Wehbe remembers checkpoints, soldiers and travel permits and says she will not submit to that again. Those memories help explain why both women hold sympathy for Hezbollah. The group emerged during the 1982 invasion as a force against foreign occupation, winning local support by resisting Israeli forces and by helping finance reconstruction for many families, often with Iranian backing. The withdrawal of Israeli forces in 2000 was, for many like Allawiya, a moment of profound relief.
But the relief proved short lived. Israeli campaigns returned in 2006 and again in 2024 as tensions with Hezbollah flared, and Allawiya says her family house was destroyed each time. After repairing their home once, they were displaced again last month from an apartment in the southern suburbs to the empty building their landlord offered. Since then they have moved between temporary shelters.
Not everyone in Lebanon blames Israel alone. Many accuse Hezbollah of drawing the country repeatedly into armed confrontations. Wehbe worries that some will accept ceding parts of the south in exchange for peace, effectively giving up territory to Israeli control. Israel has floated holding land south of the Litani River as a buffer zone it argues would keep Hezbollah from firing rockets. Wehbe rejects the idea that the south could be removed from Lebanese sovereignty and says that if people stood united, Israel might be compelled to withdraw as it did in 2000. For her, Hezbollah still seems the likeliest force to force another withdrawal.
About 35 relatives now crowd into the vacant building with Allawiya and Wehbe. The group includes a pregnant woman and many children; baby clothes hang from lines on the balcony.
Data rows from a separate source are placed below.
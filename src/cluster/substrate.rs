//! Messaging and log substrate seams.
//!
//! Everything the cluster needs from its transport is expressed as a small
//! trait here: non-blocking publications, polled subscriptions, an endpoint
//! registry, a committed-log subscription and a control channel back to the
//! log. [`InMemoryNetwork`](super::network::InMemoryNetwork) and the
//! [`Sequencer`](super::sequencer::Sequencer) implement them in-process.

use thiserror::Error;

use super::message::{ControlRequest, LogEntry};

/// Result of a single non-blocking offer.
#[derive(Clone, Copy, Debug, PartialEq, Eq)]
pub enum OfferOutcome {
    /// The buffer was accepted by the destination.
    Accepted,
    /// The destination is full; retry later.
    BackPressured,
    /// The destination is temporarily unreachable; retry later.
    NotConnected,
    /// The destination is gone; retrying cannot succeed.
    Closed,
}

/// Sending side of a unidirectional stream.
pub trait Publication {
    /// Try to hand `buffer` to the destination without blocking.
    fn offer(&mut self, buffer: &[u8]) -> OfferOutcome;
}

impl<P: Publication + ?Sized> Publication for Box<P> {
    fn offer(&mut self, buffer: &[u8]) -> OfferOutcome {
        (**self).offer(buffer)
    }
}

/// Receiving side of a unidirectional stream.
pub trait Subscription {
    /// Deliver up to `limit` buffers to `handler`. Returns how many were delivered.
    fn poll(&mut self, handler: &mut dyn FnMut(&[u8]), limit: usize) -> usize;

    /// Endpoint this subscription is bound to.
    fn endpoint(&self) -> &str;
}

/// Transport failures.
#[derive(Clone, Debug, PartialEq, Eq, Error)]
pub enum TransportError {
    #[error("no subscription bound at {0}")]
    UnknownEndpoint(String),

    #[error("endpoint {0} is already bound")]
    EndpointInUse(String),

    #[error("malformed endpoint {0:?}")]
    InvalidEndpoint(String),

    #[error("{endpoint} is closed")]
    Closed { endpoint: String },
}

/// Endpoint registry: bind subscriptions, connect publications.
pub trait Transport: Send + Sync {
    /// Open a publication to the subscription bound at `endpoint`.
    fn connect(&self, endpoint: &str) -> Result<Box<dyn Publication + Send>, TransportError>;

    /// Bind a subscription holding at most `capacity` undelivered buffers.
    ///
    /// An endpoint with port `0` is assigned a free port; read it back from
    /// [`Subscription::endpoint`].
    fn bind(&self, endpoint: &str, capacity: usize) -> Result<Box<dyn Subscription + Send>, TransportError>;
}

/// Ordered stream of committed log entries for one node.
pub trait LogSubscription: Send {
    /// Deliver up to `limit` committed entries in position order.
    ///
    /// An error means the log is no longer reachable.
    fn poll(&mut self, handler: &mut dyn FnMut(LogEntry), limit: usize) -> Result<usize, TransportError>;
}

/// Requests from a node's service back to the log.
pub trait LogControl: Send {
    fn request(&self, request: ControlRequest) -> Result<(), TransportError>;
}

/// The ordered log service shared by every node.
pub trait OrderedLog: Send + Sync {
    /// Subscribe to committed entries starting at `from_position`.
    fn subscribe(&self, from_position: u64) -> Result<Box<dyn LogSubscription>, TransportError>;

    /// Control channel for requests originating at `member_id`.
    fn control(&self, member_id: u32) -> Box<dyn LogControl>;

    /// Position of the last committed entry, 0 when empty.
    fn committed_position(&self) -> u64;
}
On the night of April 7 they stayed awake expecting a U.S.- and Israeli-brokered pause to include Lebanon. They prepared to leave the shelter, cleaning and packing. Their hopes were shattered the next morning when, according to Lebanese authorities, Israel struck Lebanon roughly 100 times in 10 minutes, killing hundreds and hitting central Beirut hard enough to rattle the building where they were sheltering.
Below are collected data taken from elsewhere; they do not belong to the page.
use serde::{Deserialize, Serialize};

use crate::kernel::traits::{CloseReason, SessionId};

/// Messages a client sends to a member's client endpoint.
#[derive(Debug, Clone, PartialEq, Eq, Serialize, Deserialize)]
pub enum IngressMessage {
    /// Ask the cluster to open a session whose egress goes to `response_endpoint`.
    Connect {
        correlation_id: u64,
        response_endpoint: String,
    },

    /// Application payload for an open session.
    SessionMessage {
        session_id: SessionId,
        correlation_id: u64,
        payload: Vec<u8>,
    },

    /// Liveness signal. Never enters the log.
    KeepAlive { session_id: SessionId },

    /// Client-initiated close.
    Close { session_id: SessionId },
}

/// Outcome carried by a [`EgressMessage::SessionEvent`].
#[derive(Debug, Clone, Copy, PartialEq, Eq, Serialize, Deserialize)]
pub enum EventCode {
    /// Session opened.
    Ok,
    /// The request referenced by the correlation id was rejected.
    Error,
    /// This member is not the leader; reconnect to `leader_member_id`.
    Redirect,
    /// The session has been closed.
    Closed,
}

/// Messages the cluster sends to a session's response endpoint.
#[derive(Debug, Clone, PartialEq, Eq, Serialize, Deserialize)]
pub enum EgressMessage {
    SessionEvent {
        session_id: SessionId,
        correlation_id: u64,
        leadership_term: u64,
        leader_member_id: u32,
        code: EventCode,
        /// Human-readable detail; empty for `Ok`.
        detail: String,
    },

    /// Reply produced by the service for one applied message.
    Response {
        session_id: SessionId,
        correlation_id: u64,
        /// Cluster time of the log entry that produced the reply.
        timestamp: u64,
        payload: Vec<u8>,
    },

    /// Leadership moved; egress now comes from `leader_member_id`.
    NewLeader {
        session_id: SessionId,
        leadership_term: u64,
        leader_member_id: u32,
    },
}

/// One committed entry of the ordered log.
#[derive(Debug, Clone, PartialEq, Eq, Serialize, Deserialize)]
pub struct LogEntry {
    /// Log position, starting at 1 and contiguous.
    pub position: u64,
    /// Cluster time in nanoseconds since the Unix epoch. Strictly increasing.
    pub timestamp: u64,
    pub body: LogBody,
}

/// Entry kinds the sequencer commits.
#[derive(Debug, Clone, PartialEq, Eq, Serialize, Deserialize)]
pub enum LogBody {
    NewLeadershipTerm {
        term: u64,
        leader_member_id: u32,
    },
    SessionOpen {
        session_id: SessionId,
        correlation_id: u64,
        response_endpoint: String,
    },
    SessionMessage {
        session_id: SessionId,
        correlation_id: u64,
        payload: Vec<u8>,
    },
    SessionClose {
        session_id: SessionId,
        reason: CloseReason,
    },
    /// A scheduled timer fired.
    Timer { correlation_id: u64 },
}

/// Requests a leader's service sends back to the log.
#[derive(Debug, Clone, PartialEq, Eq, Serialize, Deserialize)]
pub enum ControlRequest {
    /// Commit a `Timer` entry once cluster time reaches `deadline`.
    ScheduleTimer { correlation_id: u64, deadline: u64 },
    CancelTimer { correlation_id: u64 },
    /// Commit a `SessionClose` with reason `ServiceAction`.
    CloseSession { session_id: SessionId },
}

impl IngressMessage {
    /// Serialize message to bytes using bincode.
    pub fn serialize(&self) -> Vec<u8> {
        bincode::serialize(self).expect("IngressMessage serialization should not fail")
    }

    /// Deserialize message from bytes.
    pub fn deserialize(bytes: &[u8]) -> Result<Self, bincode::Error> {
        bincode::deserialize(bytes)
    }

    /// Session the message belongs to, if it has one yet.
    pub fn session_id(&self) -> Option<SessionId> {
        match self {
            IngressMessage::Connect { .. } => None,
            IngressMessage::SessionMessage { session_id, .. }
            | IngressMessage::KeepAlive { session_id }
            | IngressMessage::Close { session_id } => Some(*session_id),
        }
    }
}

impl EgressMessage {
    /// Serialize message to bytes using bincode.
    pub fn serialize(&self) -> Vec<u8> {
        bincode::serialize(self).expect("EgressMessage serialization should not fail")
    }

    /// Deserialize message from bytes.
    pub fn deserialize(bytes: &[u8]) -> Result<Self, bincode::Error> {
        bincode::deserialize(bytes)
    }

    pub fn session_id(&self) -> SessionId {
        match self {
            EgressMessage::SessionEvent { session_id, .. }
            | EgressMessage::Response { session_id, .. }
            | EgressMessage::NewLeader { session_id, .. } => *session_id,
        }
    }
}

impl LogBody {
    /// Session the entry applies to, if any.
    pub fn session_id(&self) -> Option<SessionId> {
        match self {
            LogBody::SessionOpen { session_id, .. }
            | LogBody::SessionMessage { session_id, .. }
            | LogBody::SessionClose { session_id, .. } => Some(*session_id),
            LogBody::NewLeadershipTerm { .. } | LogBody::Timer { .. } => None,
        }
    }
}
That attack deepened their mistrust of temporary accords. Even a pause announced on April 16 as a 10-day break by U.S. and Israeli officials feels fragile. The family says they do not feel safe returning to the south, fearing promises will be broken and strikes will resume.
Neighbors who fled in the same wave keep calling to ask if their homes in the southern suburbs still stand. That area has been targeted repeatedly because some Hezbollah offices are based there. But Allawiya’s longing remains fixed on her ancestral house in Maroun al-Ras, now under Israeli control and possibly within any buffer Israel might hold for months or years.
In quieter moments Allawiya watches a slideshow one of her children made: photos of their old home set to an Egyptian song about the 2006 invasion. She replays it on her phone, humming the refrain about the need to protect their homeland.
The latest violence has also interrupted Allawiya’s medical care; she had been receiving treatment for cancer. A daughter-in-law is seven months pregnant. The grandchildren are out of school and restless. They cannot live in the donated apartment forever, and with ceasefires so often violated by renewed strikes, the family does not know when—or if—they will be able to return and try to rebuild again.